His comments echoed earlier previous remarks from Jürgen Cox, group leader in computation systems biochemistry at the Max Planck Institute of Biochemistry, who noted this year that he believed deep learning tools would make it possible to replace experimentally generated libraries with spectral prediction tools.
"In the long run I don't think that we will be generating libraries anymore, which is actually the part that makes DIA a little bit work intensive, especially for smaller labs," he said.
Ralser's emphasis on short mass spec experiments fits with the broad direction taken by much of the proteomics field in recent years as many prominent researchers and vendors have moved to emphasize the number of samples that can be reproducibly analyzed, rather than the depth of proteomic coverage a particular workflow enables.
Reiter likewise noted the move toward higher-throughput workflows and highlighted the partnership the company announced this week with oncology firm Indivumed to run large-scale mass spec experiments generating proteomic and phosphoproteomic data from that company's cancer sample database.
He said, though, that from a commercial standpoint, the company had seen little demand for runs shorter than 30 minutes, noting that that amount of mass spec time would cost a customer only around $20 to $30.
"That's not much money, so you would have to have a special reason to go below half an hour of measurement time," he said, observing that demand for greater throughput could be met by running samples on multiple instruments in parallel.
"People always want to push the boundaries, but on the commercial side there is not that huge of a need to go below half an hour at the moment," he said.
Ralser said that DIA-NN's ability to deconvolute data from very short gradients makes it potentially useful in combination with the Scanning Swath workflow Sciex recently introduced.
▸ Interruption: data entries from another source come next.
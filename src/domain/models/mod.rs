//! Domain models.

pub mod config;
pub mod relation;
pub mod sync;
pub mod user;

pub use config::{CacheBackend, CacheConfig, Config, DatabaseConfig, LoggingConfig, SyncConfig};
pub use relation::{Relation, RelationState, RelationStatus};
pub use sync::{ChangeSlice, ChangeType, RelationChange, SyncCursor, SyncPage};
pub use user::{Gender, Page, ProfilePatch, User, UserChanges, UserStatus, UserUpdate};
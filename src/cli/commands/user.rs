//! User CLI commands.

use anyhow::Result;
use clap::{Args, Subcommand};

use crate::cli::output::{output, truncate, CommandOutput};
use crate::domain::models::{Gender, Page, ProfilePatch, User};
use crate::infrastructure::setup::AppContext;

#[derive(Args, Debug)]
pub struct UserArgs {
    #[command(subcommand)]
    pub command: UserCommands,
}

#[derive(Subcommand, Debug)]
pub enum UserCommands {
    /// Register a new user
    Create {
        /// Phone number
        telephone: String,
        /// Display name
        nickname: String,
        #[arg(short, long)]
        email: Option<String>,
    },
    /// Show a user by identifier
    Get {
        uuid: String,
    },
    /// Show a user by phone number
    ByPhone {
        telephone: String,
    },
    /// Edit profile fields
    Update {
        uuid: String,
        #[arg(long)]
        nickname: Option<String>,
        #[arg(long)]
        avatar: Option<String>,
        /// male, female or unknown
        #[arg(long)]
        gender: Option<String>,
        #[arg(long)]
        signature: Option<String>,
        /// YYYY-MM-DD, or "" to clear
        #[arg(long)]
        birthday: Option<String>,
    },
    /// Move a user to a new phone number
    ChangePhone {
        uuid: String,
        telephone: String,
    },
    /// Look up several users at once
    Batch {
        #[arg(required = true)]
        uuids: Vec<String>,
    },
    /// Search active users by phone or nickname
    Search {
        keyword: String,
        #[arg(long, default_value_t = 1)]
        page: u32,
        #[arg(long, default_value_t = 20)]
        size: u32,
    },
}

#[derive(Debug, serde::Serialize)]
pub struct UserOutput {
    pub uuid: String,
    pub telephone: String,
    pub email: Option<String>,
    pub nickname: String,
    pub avatar: String,
    pub gender: String,
    pub signature: String,
    pub birthday: String,
    pub status: String,
    pub created_at: String,
    pub updated_at: String,
}

impl From<&User> for UserOutput {
    fn from(user: &User) -> Self {
        Self {
            uuid: user.uuid.clone(),
            telephone: user.telephone.clone(),
            email: user.email.clone(),
            nickname: user.nickname.clone(),
            avatar: user.avatar.clone(),
            gender: user.gender.as_str().to_string(),
            signature: user.signature.clone(),
            birthday: user.birthday.clone(),
            status: user.status.as_str().to_string(),
            created_at: user.created_at.to_rfc3339(),
            updated_at: user.updated_at.to_rfc3339(),
        }
    }
}

impl CommandOutput for UserOutput {
    fn to_human(&self) -> String {
        let mut lines = vec![
            format!("User: {}", self.nickname),
            format!("UUID: {}", self.uuid),
            format!("Telephone: {}", self.telephone),
        ];
        if let Some(email) = &self.email {
            lines.push(format!("Email: {email}"));
        }
        lines.push(format!("Gender: {}", self.gender));
        if !self.birthday.is_empty() {
            lines.push(format!("Birthday: {}", self.birthday));
        }
        if !self.signature.is_empty() {
            lines.push(format!("Signature: {}", self.signature));
        }
        lines.push(format!("Status: {}", self.status));
        lines.push(format!("Updated: {}", self.updated_at));
        lines.join("\n")
    }
}

#[derive(Debug, serde::Serialize)]
pub struct UserListOutput {
    pub users: Vec<UserOutput>,
    pub total: u64,
}

impl CommandOutput for UserListOutput {
    fn to_human(&self) -> String {
        if self.users.is_empty() {
            return "No users found.".to_string();
        }

        let mut lines = vec![format!("Found {} user(s):\n", self.total)];
        lines.push(format!("{:<36} {:<16} {:<20} {:<8}", "UUID", "TELEPHONE", "NICKNAME", "STATUS"));
        lines.push("-".repeat(83));

        for user in &self.users {
            lines.push(format!(
                "{:<36} {:<16} {:<20} {:<8}",
                user.uuid,
                user.telephone,
                truncate(&user.nickname, 18),
                user.status
            ));
        }

        lines.join("\n")
    }
}

impl UserListOutput {
    fn from_users(users: &[User], total: u64) -> Self {
        Self {
            users: users.iter().map(UserOutput::from).collect(),
            total,
        }
    }
}

pub async fn execute(args: UserArgs, ctx: &AppContext, json_mode: bool) -> Result<()> {
    let service = &ctx.users;

    match args.command {
        UserCommands::Create { telephone, nickname, email } => {
            let user = service.register(&telephone, &nickname, email.as_deref()).await?;
            output(&UserOutput::from(&user), json_mode);
        }

        UserCommands::Get { uuid } => {
            let user = service.get_profile(&uuid).await?;
            output(&UserOutput::from(&user), json_mode);
        }

        UserCommands::ByPhone { telephone } => {
            let user = service.get_by_phone(&telephone).await?;
            output(&UserOutput::from(&user), json_mode);
        }

        UserCommands::Update { uuid, nickname, avatar, gender, signature, birthday } => {
            let gender = match gender {
                Some(g) => Some(Gender::from_str(&g).ok_or_else(|| anyhow::anyhow!("Invalid gender: {g}"))?),
                None => None,
            };
            let patch = ProfilePatch {
                nickname,
                avatar,
                gender,
                signature,
                birthday,
            };
            let user = service.update_profile(&uuid, patch).await?;
            output(&UserOutput::from(&user), json_mode);
        }

        UserCommands::ChangePhone { uuid, telephone } => {
            let user = service.change_phone(&uuid, &telephone).await?;
            output(&UserOutput::from(&user), json_mode);
        }

        UserCommands::Batch { uuids } => {
            let users = service.batch_get(&uuids).await?;
            let total = users.len() as u64;
            output(&UserListOutput::from_users(&users, total), json_mode);
        }

        UserCommands::Search { keyword, page, size } => {
            let (users, total) = service.search(&keyword, Page::new(page, size)).await?;
            output(&UserListOutput::from_users(&users, total), json_mode);
        }
    }

    Ok(())
}
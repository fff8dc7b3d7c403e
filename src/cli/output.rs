//! Output formatting utilities for the CLI.

use serde::Serialize;

pub trait CommandOutput: Serialize {
    fn to_human(&self) -> String;

    fn to_json(&self) -> serde_json::Value {
        serde_json::to_value(self).unwrap_or_default()
    }
}

pub fn output<T: CommandOutput>(result: &T, json_mode: bool) {
    if json_mode {
        println!("{}", serde_json::to_string_pretty(&result.to_json()).unwrap_or_default());
    } else {
        println!("{}", result.to_human());
    }
}

/// Truncate a string to a maximum number of characters, appending "..."
/// if truncated.
pub fn truncate(s: &str, max_chars: usize) -> String {
    if s.chars().count() <= max_chars {
        s.to_string()
    } else {
        let kept: String = s.chars().take(max_chars.saturating_sub(3)).collect();
        format!("{kept}...")
    }
}

/// Plain confirmation of a write.
#[derive(Debug, Serialize)]
pub struct ActionOutput {
    pub success: bool,
    pub message: String,
}

impl ActionOutput {
    pub fn new(success: bool, message: impl Into<String>) -> Self {
        Self {
            success,
            message: message.into(),
        }
    }
}

impl CommandOutput for ActionOutput {
    fn to_human(&self) -> String {
        self.message.clone()
    }
}
//! Connection pools for the roster database.
//!
//! File databases run in WAL mode so sync reads never queue behind
//! writers. SQLite's busy timeout shares the pool's acquire budget, so a
//! contended write gives up within the same bound as a starved caller.

use sqlx::sqlite::{SqliteConnectOptions, SqliteJournalMode, SqlitePoolOptions, SqliteSynchronous};
use sqlx::SqlitePool;
use std::path::Path;
use std::str::FromStr;
use std::time::Duration;
use thiserror::Error;

use crate::domain::models::DatabaseConfig;

#[derive(Debug, Error)]
pub enum ConnectionError {
    #[error("Database path is empty")]
    EmptyPath,
    #[error("Failed to create database directory {path}: {source}")]
    CreateDirectory {
        path: String,
        #[source]
        source: std::io::Error,
    },
    #[error("Failed to open database: {0}")]
    Open(#[source] sqlx::Error),
}

/// Open the file database described by `config`, creating it and its
/// parent directory on first use.
pub async fn open_pool(config: &DatabaseConfig) -> Result<SqlitePool, ConnectionError> {
    if config.path.trim().is_empty() {
        return Err(ConnectionError::EmptyPath);
    }

    let path = Path::new(&config.path);
    if let Some(parent) = path.parent().filter(|p| !p.as_os_str().is_empty()) {
        std::fs::create_dir_all(parent).map_err(|source| ConnectionError::CreateDirectory {
            path: parent.display().to_string(),
            source,
        })?;
    }

    let wait = Duration::from_millis(config.acquire_timeout_ms);
    let options = SqliteConnectOptions::new()
        .filename(path)
        .create_if_missing(true)
        .journal_mode(SqliteJournalMode::Wal)
        .synchronous(SqliteSynchronous::Normal)
        .foreign_keys(true)
        .busy_timeout(wait);

    SqlitePoolOptions::new()
        .max_connections(config.max_connections.max(1))
        .acquire_timeout(wait)
        .connect_with(options)
        .await
        .map_err(ConnectionError::Open)
}

/// A private in-memory database behind exactly one connection.
///
/// The connection is never recycled, since closing it would drop the
/// database. Callers must not hold a transaction open while issuing other
/// queries on the same pool.
pub async fn open_memory_pool() -> Result<SqlitePool, ConnectionError> {
    let options = SqliteConnectOptions::from_str("sqlite::memory:")
        .map_err(ConnectionError::Open)?
        .foreign_keys(true);

    SqlitePoolOptions::new()
        .max_connections(1)
        .min_connections(1)
        .idle_timeout(None)
        .max_lifetime(None)
        .connect_with(options)
        .await
        .map_err(ConnectionError::Open)
}
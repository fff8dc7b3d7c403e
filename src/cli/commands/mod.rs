//! CLI command implementations.

pub mod block;
pub mod friend;
pub mod init;
pub mod user;
//! Domain layer for the roster store
//!
//! Identity and relationship models, the error taxonomy, and the ports
//! that storage and cache adapters implement.

pub mod deadline;
pub mod errors;
pub mod models;
pub mod ports;

pub use deadline::within;
pub use errors::{DomainError, DomainResult};
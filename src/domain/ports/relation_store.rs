//! Relationship store port.

use async_trait::async_trait;

use crate::domain::errors::DomainResult;
use crate::domain::models::{ChangeSlice, Page, Relation, RelationStatus, SyncCursor};

/// Persistence interface for directional relationship rows.
#[async_trait]
pub trait RelationStore: Send + Sync {
    /// Get the `owner -> peer` row in any status.
    async fn get(&self, owner: &str, peer: &str) -> DomainResult<Option<Relation>>;

    /// Make `owner` and `peer` friends in both directions atomically.
    ///
    /// Missing rows are inserted and removed rows reactivated. A direction
    /// that is already active is left untouched. Returns the
    /// `(owner -> peer, peer -> owner)` rows as stored.
    async fn create_pair(&self, owner: &str, peer: &str, source: &str) -> DomainResult<(Relation, Relation)>;

    /// Flip the `owner -> peer` row to removed. Only the owner's direction
    /// changes.
    ///
    /// Returns `false` without touching the row when it is not active.
    /// `NotFound` when no row exists.
    async fn remove(&self, owner: &str, peer: &str) -> DomainResult<bool>;

    async fn set_remark(&self, owner: &str, peer: &str, remark: &str) -> DomainResult<Relation>;

    async fn set_group_tag(&self, owner: &str, peer: &str, group_tag: &str) -> DomainResult<Relation>;

    /// Mark `target` as blocked by `owner`, creating the row if needed.
    async fn block(&self, owner: &str, target: &str) -> DomainResult<Relation>;

    /// Lift a block. Returns `false` when `target` was not blocked.
    async fn unblock(&self, owner: &str, target: &str) -> DomainResult<bool>;

    /// Rows of `owner` in `status`, with the total count.
    async fn list(
        &self,
        owner: &str,
        status: RelationStatus,
        group_tag: Option<&str>,
        page: Page,
    ) -> DomainResult<(Vec<Relation>, u64)>;

    /// Distinct non-empty group tags across the owner's active friends.
    async fn list_tags(&self, owner: &str) -> DomainResult<Vec<String>>;

    /// Rows strictly after `cursor` in `(updated_at, id)` order, at most
    /// `limit`, plus the owner's overall high-water mark, read from a
    /// single snapshot.
    async fn changes_since(&self, owner: &str, cursor: &SyncCursor, limit: u32) -> DomainResult<ChangeSlice>;
}
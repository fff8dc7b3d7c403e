//! SQLite implementation of the UserStore.

use async_trait::async_trait;
use sqlx::{QueryBuilder, Sqlite, SqlitePool};

use super::{now_millis, parse_millis};
use crate::domain::errors::{DomainError, DomainResult};
use crate::domain::models::{Gender, Page, User, UserChanges, UserStatus, UserUpdate};
use crate::domain::ports::UserStore;

const USER_COLUMNS: &str =
    "uuid, telephone, email, nickname, avatar, gender, signature, birthday, status, created_at, updated_at";

pub struct SqliteUserStore {
    pool: SqlitePool,
}

impl SqliteUserStore {
    pub fn new(pool: SqlitePool) -> Self {
        Self { pool }
    }

    async fn fetch_one_by(&self, column: &'static str, value: &str) -> DomainResult<User> {
        let sql = format!("SELECT {USER_COLUMNS} FROM users WHERE {column} = ?");
        let row: Option<UserRow> = sqlx::query_as(&sql)
            .bind(value)
            .fetch_optional(&self.pool)
            .await?;

        row.ok_or_else(|| DomainError::user_not_found(value))?.try_into()
    }
}

/// Empty emails are stored as NULL so the UNIQUE constraint ignores them.
fn email_column(email: Option<&String>) -> Option<&str> {
    email.map(String::as_str).filter(|e| !e.is_empty())
}

/// Escape LIKE wildcards so a keyword matches literally.
fn like_pattern(keyword: &str) -> String {
    let escaped = keyword
        .replace('\\', "\\\\")
        .replace('%', "\\%")
        .replace('_', "\\_");
    format!("%{escaped}%")
}

#[async_trait]
impl UserStore for SqliteUserStore {
    async fn create(&self, user: &User) -> DomainResult<User> {
        sqlx::query(
            r#"INSERT INTO users (uuid, telephone, email, nickname, avatar, gender, signature, birthday, status, created_at, updated_at)
               VALUES (?, ?, ?, ?, ?, ?, ?, ?, ?, ?, ?)"#
        )
        .bind(&user.uuid)
        .bind(&user.telephone)
        .bind(email_column(user.email.as_ref()))
        .bind(&user.nickname)
        .bind(&user.avatar)
        .bind(user.gender.as_i64())
        .bind(&user.signature)
        .bind(&user.birthday)
        .bind(user.status.as_i64())
        .bind(user.created_at.timestamp_millis())
        .bind(user.updated_at.timestamp_millis())
        .execute(&self.pool)
        .await?;

        self.fetch_one_by("uuid", &user.uuid).await
    }

    async fn get_by_uuid(&self, uuid: &str) -> DomainResult<User> {
        self.fetch_one_by("uuid", uuid).await
    }

    async fn get_by_phone(&self, telephone: &str) -> DomainResult<User> {
        self.fetch_one_by("telephone", telephone).await
    }

    async fn get_many(&self, uuids: &[String]) -> DomainResult<Vec<User>> {
        if uuids.is_empty() {
            return Ok(Vec::new());
        }

        let mut qb = QueryBuilder::<Sqlite>::new(format!("SELECT {USER_COLUMNS} FROM users WHERE uuid IN ("));
        let mut separated = qb.separated(", ");
        for uuid in uuids {
            separated.push_bind(uuid);
        }
        separated.push_unseparated(")");

        let rows: Vec<UserRow> = qb.build_query_as().fetch_all(&self.pool).await?;
        rows.into_iter().map(TryInto::try_into).collect()
    }

    async fn update(&self, uuid: &str, changes: &UserChanges) -> DomainResult<UserUpdate> {
        let mut tx = self.pool.begin().await?;

        // No-op write first: the transaction takes the write lock before it
        // reads, so it never has to upgrade a stale read snapshot.
        let previous: Option<(String,)> =
            sqlx::query_as("UPDATE users SET telephone = telephone WHERE uuid = ? RETURNING telephone")
                .bind(uuid)
                .fetch_optional(&mut *tx)
                .await?;
        let Some((previous_telephone,)) = previous else {
            return Err(DomainError::user_not_found(uuid));
        };

        let profile = &changes.profile;
        let row: UserRow = sqlx::query_as(&format!(
            r#"UPDATE users
               SET telephone = COALESCE(?1, telephone),
                   nickname  = COALESCE(?2, nickname),
                   avatar    = COALESCE(?3, avatar),
                   gender    = COALESCE(?4, gender),
                   signature = COALESCE(?5, signature),
                   birthday  = COALESCE(?6, birthday),
                   status    = COALESCE(?7, status),
                   updated_at = MAX(?8, updated_at + 1)
               WHERE uuid = ?9
               RETURNING {USER_COLUMNS}"#
        ))
        .bind(changes.telephone.as_deref())
        .bind(profile.nickname.as_deref())
        .bind(profile.avatar.as_deref())
        .bind(profile.gender.map(Gender::as_i64))
        .bind(profile.signature.as_deref())
        .bind(profile.birthday.as_deref())
        .bind(changes.status.map(UserStatus::as_i64))
        .bind(now_millis())
        .bind(uuid)
        .fetch_one(&mut *tx)
        .await?;

        tx.commit().await?;

        Ok(UserUpdate {
            user: row.try_into()?,
            previous_telephone,
        })
    }

    async fn exists_by_phone(&self, telephone: &str) -> DomainResult<bool> {
        let (count,): (i64,) = sqlx::query_as("SELECT COUNT(*) FROM users WHERE telephone = ?")
            .bind(telephone)
            .fetch_one(&self.pool)
            .await?;
        Ok(count > 0)
    }

    async fn exists_by_email(&self, email: &str) -> DomainResult<bool> {
        let (count,): (i64,) = sqlx::query_as("SELECT COUNT(*) FROM users WHERE email = ?")
            .bind(email)
            .fetch_one(&self.pool)
            .await?;
        Ok(count > 0)
    }

    async fn search(&self, keyword: &str, page: Page) -> DomainResult<(Vec<User>, u64)> {
        let pattern = like_pattern(keyword);
        let filter = r"status = 0 AND (telephone LIKE ?1 ESCAPE '\' OR nickname LIKE ?1 ESCAPE '\')";

        let (total,): (i64,) = sqlx::query_as(&format!("SELECT COUNT(*) FROM users WHERE {filter}"))
            .bind(&pattern)
            .fetch_one(&self.pool)
            .await?;

        let rows: Vec<UserRow> = sqlx::query_as(&format!(
            "SELECT {USER_COLUMNS} FROM users WHERE {filter} ORDER BY created_at DESC, id DESC LIMIT ?2 OFFSET ?3"
        ))
        .bind(&pattern)
        .bind(i64::from(page.size))
        .bind(page.offset())
        .fetch_all(&self.pool)
        .await?;

        let users = rows.into_iter().map(TryInto::try_into).collect::<DomainResult<Vec<_>>>()?;
        Ok((users, u64::try_from(total).unwrap_or(0)))
    }
}

#[derive(sqlx::FromRow)]
struct UserRow {
    uuid: String,
    telephone: String,
    email: Option<String>,
    nickname: String,
    avatar: String,
    gender: i64,
    signature: String,
    birthday: String,
    status: i64,
    created_at: i64,
    updated_at: i64,
}

impl TryFrom<UserRow> for User {
    type Error = DomainError;

    fn try_from(row: UserRow) -> Result<Self, Self::Error> {
        let status = UserStatus::from_i64(row.status)
            .ok_or_else(|| DomainError::SerializationError(format!("Invalid user status: {}", row.status)))?;

        Ok(User {
            uuid: row.uuid,
            telephone: row.telephone,
            email: row.email,
            nickname: row.nickname,
            avatar: row.avatar,
            gender: Gender::from_i64(row.gender),
            signature: row.signature,
            birthday: row.birthday,
            status,
            created_at: parse_millis(row.created_at)?,
            updated_at: parse_millis(row.updated_at)?,
        })
    }
}
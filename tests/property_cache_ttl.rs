//! Property-based tests for user snapshot expiry

use proptest::prelude::*;
use std::time::Duration;

use roster::adapters::cache::UserCachePolicy;
use roster::CacheConfig;

proptest! {
    /// Every drawn TTL stays within `[base, base + jitter]`
    #[test]
    fn prop_ttl_within_jitter_window(base_ms in 1u64..86_400_000, jitter_ms in 0u64..3_600_000) {
        let base = Duration::from_millis(base_ms);
        let jitter = Duration::from_millis(jitter_ms);
        let policy = UserCachePolicy::new(base, jitter);

        for _ in 0..32 {
            let ttl = policy.snapshot_ttl();
            prop_assert!(ttl >= base, "ttl {:?} below base {:?}", ttl, base);
            prop_assert!(ttl <= base + jitter, "ttl {:?} above {:?}", ttl, base + jitter);
        }
    }

    /// With a non-trivial window, draws are spread rather than pinned
    #[test]
    fn prop_ttls_vary(base_ms in 1u64..86_400_000, jitter_ms in 1_000u64..3_600_000) {
        let policy = UserCachePolicy::new(Duration::from_millis(base_ms), Duration::from_millis(jitter_ms));
        let first = policy.snapshot_ttl();
        let varied = (0..64).any(|_| policy.snapshot_ttl() != first);
        prop_assert!(varied);
    }
}

#[test]
fn test_policy_follows_cache_config() {
    let config = CacheConfig::default();
    let policy = UserCachePolicy::from(&config);
    assert_eq!(policy.base_ttl, config.user_ttl());
    assert_eq!(policy.jitter, config.user_ttl_jitter());
}
//! Implementation of the `roster init` command.

use anyhow::{Context, Result};
use clap::Args;
use std::path::PathBuf;

use crate::adapters::sqlite::initialize_database;
use crate::cli::output::{output, CommandOutput};
use crate::domain::models::Config;
use crate::infrastructure::setup::create_config_file;

#[derive(Args, Debug)]
pub struct InitArgs {
    /// Overwrite an existing config file
    #[arg(long, short)]
    pub force: bool,

    /// Where to write the config file
    #[arg(long, default_value = "roster.yaml")]
    pub config_path: PathBuf,
}

#[derive(Debug, serde::Serialize)]
pub struct InitOutput {
    pub success: bool,
    pub config_written: bool,
    pub config_path: PathBuf,
    pub database_path: String,
}

impl CommandOutput for InitOutput {
    fn to_human(&self) -> String {
        let mut lines = Vec::new();
        if self.config_written {
            lines.push(format!("Wrote config to {}", self.config_path.display()));
        } else {
            lines.push(format!(
                "Config {} already exists (use --force to overwrite)",
                self.config_path.display()
            ));
        }
        lines.push(format!("Database ready at {}", self.database_path));
        lines.join("\n")
    }
}

pub async fn execute(args: InitArgs, config: &Config, json_mode: bool) -> Result<()> {
    let config_written = create_config_file(&args.config_path, args.force)?;

    let pool = initialize_database(&config.database)
        .await
        .with_context(|| format!("Failed to initialize database at {}", config.database.path))?;
    pool.close().await;

    let out = InitOutput {
        success: true,
        config_written,
        config_path: args.config_path,
        database_path: config.database.path.clone(),
    };
    output(&out, json_mode);
    Ok(())
}
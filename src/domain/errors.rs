//! Domain errors for the roster store.

use thiserror::Error;

/// Domain-level errors surfaced by repositories and services.
///
/// Cache-tier faults never appear here; they are absorbed at the
/// [`SoftCache`](crate::adapters::cache::SoftCache) seam.
#[derive(Debug, Error)]
pub enum DomainError {
    #[error("{entity} not found: {key}")]
    NotFound { entity: &'static str, key: String },

    #[error("Conflict: {0}")]
    Conflict(String),

    #[error("Store unavailable: {0}")]
    Unavailable(String),

    #[error("Deadline exceeded")]
    DeadlineExceeded,

    #[error("Invalid sync cursor: {0}")]
    InvalidCursor(String),

    #[error("Validation failed: {0}")]
    ValidationFailed(String),

    #[error("Operation not permitted: {0}")]
    PolicyViolation(String),

    #[error("Database error: {0}")]
    DatabaseError(String),

    #[error("Serialization error: {0}")]
    SerializationError(String),
}

pub type DomainResult<T> = Result<T, DomainError>;

impl DomainError {
    pub fn user_not_found(key: impl Into<String>) -> Self {
        Self::NotFound { entity: "User", key: key.into() }
    }

    pub fn relation_not_found(owner: &str, peer: &str) -> Self {
        Self::NotFound {
            entity: "Relation",
            key: format!("{owner} -> {peer}"),
        }
    }

    pub const fn is_not_found(&self) -> bool {
        matches!(self, Self::NotFound { .. })
    }

    /// Whether the caller may retry the same operation unchanged.
    pub const fn is_retryable(&self) -> bool {
        matches!(self, Self::Unavailable(_) | Self::DeadlineExceeded)
    }
}

/// SQLITE_BUSY and SQLITE_LOCKED, including their extended codes: another
/// connection held the lock past the busy timeout.
fn is_lock_contention(db_err: &dyn sqlx::error::DatabaseError) -> bool {
    db_err
        .code()
        .and_then(|code| code.parse::<i64>().ok())
        .is_some_and(|code| matches!(code & 0xff, 5 | 6))
}

impl From<sqlx::Error> for DomainError {
    fn from(err: sqlx::Error) -> Self {
        match err {
            sqlx::Error::RowNotFound => Self::NotFound {
                entity: "Row",
                key: "query returned no rows".to_string(),
            },
            sqlx::Error::Database(ref db_err) if db_err.is_unique_violation() => {
                Self::Conflict(db_err.message().to_string())
            }
            sqlx::Error::Database(ref db_err) if is_lock_contention(&**db_err) => {
                Self::Unavailable(db_err.message().to_string())
            }
            sqlx::Error::PoolTimedOut
            | sqlx::Error::PoolClosed
            | sqlx::Error::WorkerCrashed
            | sqlx::Error::Io(_)
            | sqlx::Error::Protocol(_) => Self::Unavailable(err.to_string()),
            other => Self::DatabaseError(other.to_string()),
        }
    }
}

impl From<serde_json::Error> for DomainError {
    fn from(err: serde_json::Error) -> Self {
        Self::SerializationError(err.to_string())
    }
}
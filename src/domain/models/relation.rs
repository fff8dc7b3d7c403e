//! Relationship record domain model.
//!
//! Relationships are directional: `(owner, peer)` and `(peer, owner)` are
//! separate rows. Befriending writes both rows in one transaction, while
//! unfriending only flips the owner's row to `Removed`. The peer keeps its
//! own row until it removes the owner itself.

use chrono::{DateTime, Utc};
use serde::{Deserialize, Serialize};

/// Persisted status of a relationship row.
///
/// "Never existed" is not a row status; see [`RelationState::None`].
#[derive(Debug, Clone, Copy, PartialEq, Eq, Hash, Serialize, Deserialize)]
#[serde(rename_all = "snake_case")]
pub enum RelationStatus {
    Active,
    Blocked,
    Removed,
}

impl RelationStatus {
    pub const fn as_i64(self) -> i64 {
        match self {
            Self::Active => 0,
            Self::Blocked => 1,
            Self::Removed => 2,
        }
    }

    pub const fn from_i64(v: i64) -> Option<Self> {
        match v {
            0 => Some(Self::Active),
            1 => Some(Self::Blocked),
            2 => Some(Self::Removed),
            _ => None,
        }
    }

    pub fn as_str(&self) -> &'static str {
        match self {
            Self::Active => "active",
            Self::Blocked => "blocked",
            Self::Removed => "removed",
        }
    }

    /// Whether the peer counts as a friend of the owner.
    pub const fn is_friend(self) -> bool {
        matches!(self, Self::Active)
    }
}

/// A directional relationship row.
#[derive(Debug, Clone, PartialEq, Eq, Serialize, Deserialize)]
pub struct Relation {
    /// Store-assigned row id; tie-break key for sync ordering.
    pub id: i64,
    pub owner_uuid: String,
    pub peer_uuid: String,
    pub status: RelationStatus,
    pub remark: String,
    pub group_tag: String,
    /// Where the relationship came from (search, qr code, group...).
    pub source: String,
    pub created_at: DateTime<Utc>,
    pub updated_at: DateTime<Utc>,
}

impl Relation {
    /// Sync version of this row (epoch milliseconds of `updated_at`).
    pub fn version(&self) -> i64 {
        self.updated_at.timestamp_millis()
    }
}

/// Relationship of an owner towards a peer, including "no row at all".
#[derive(Debug, Clone, Copy, PartialEq, Eq, Serialize, Deserialize)]
#[serde(rename_all = "snake_case")]
pub enum RelationState {
    None,
    Friend,
    Blocked,
    Removed,
}

impl RelationState {
    pub fn as_str(&self) -> &'static str {
        match self {
            Self::None => "none",
            Self::Friend => "friend",
            Self::Blocked => "blocked",
            Self::Removed => "removed",
        }
    }
}

impl From<Option<&Relation>> for RelationState {
    fn from(relation: Option<&Relation>) -> Self {
        match relation.map(|r| r.status) {
            None => Self::None,
            Some(RelationStatus::Active) => Self::Friend,
            Some(RelationStatus::Blocked) => Self::Blocked,
            Some(RelationStatus::Removed) => Self::Removed,
        }
    }
}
The Scanning Swath workflow uses a sliding quadrupole window as opposed to stepped isolation windows, which boosts performance by improving ion accumulation and providing additional information for matching of precursor and fragment ions.
The additional information for matching precursors and fragments comes from the fact that as the isolation window slides across the mass range of interest, precursor and product ions can be seen entering and leaving the window, and those entry and exit times provide another parameter that can be used to resolve complex spectra.
"The first quadrupole is no longer acquiring mass windows but is continuously scanning," Ralser said. "With Scanning Swath you can have even faster duty cycles, and so I see the possibility of using DIA-NN to deconvolute these complex spectra.
Ralser and co-authors including several Sciex researchers published a bioRxiv preprint in May describing the use of the Scanning Swath method in combination with the DIA-NN software, running five-minute LC gradients using standard high-flow chromatography and quantifying around 3,000 proteins in cell digest samples.
"The combination of DIA-NN with Scanning Swath and high flow chromatography opens the door to lots of applications that proteomics before just couldn't do," he said. "We can go now, for instance, into the epidemiological space, recording tens of thousands of proteomes."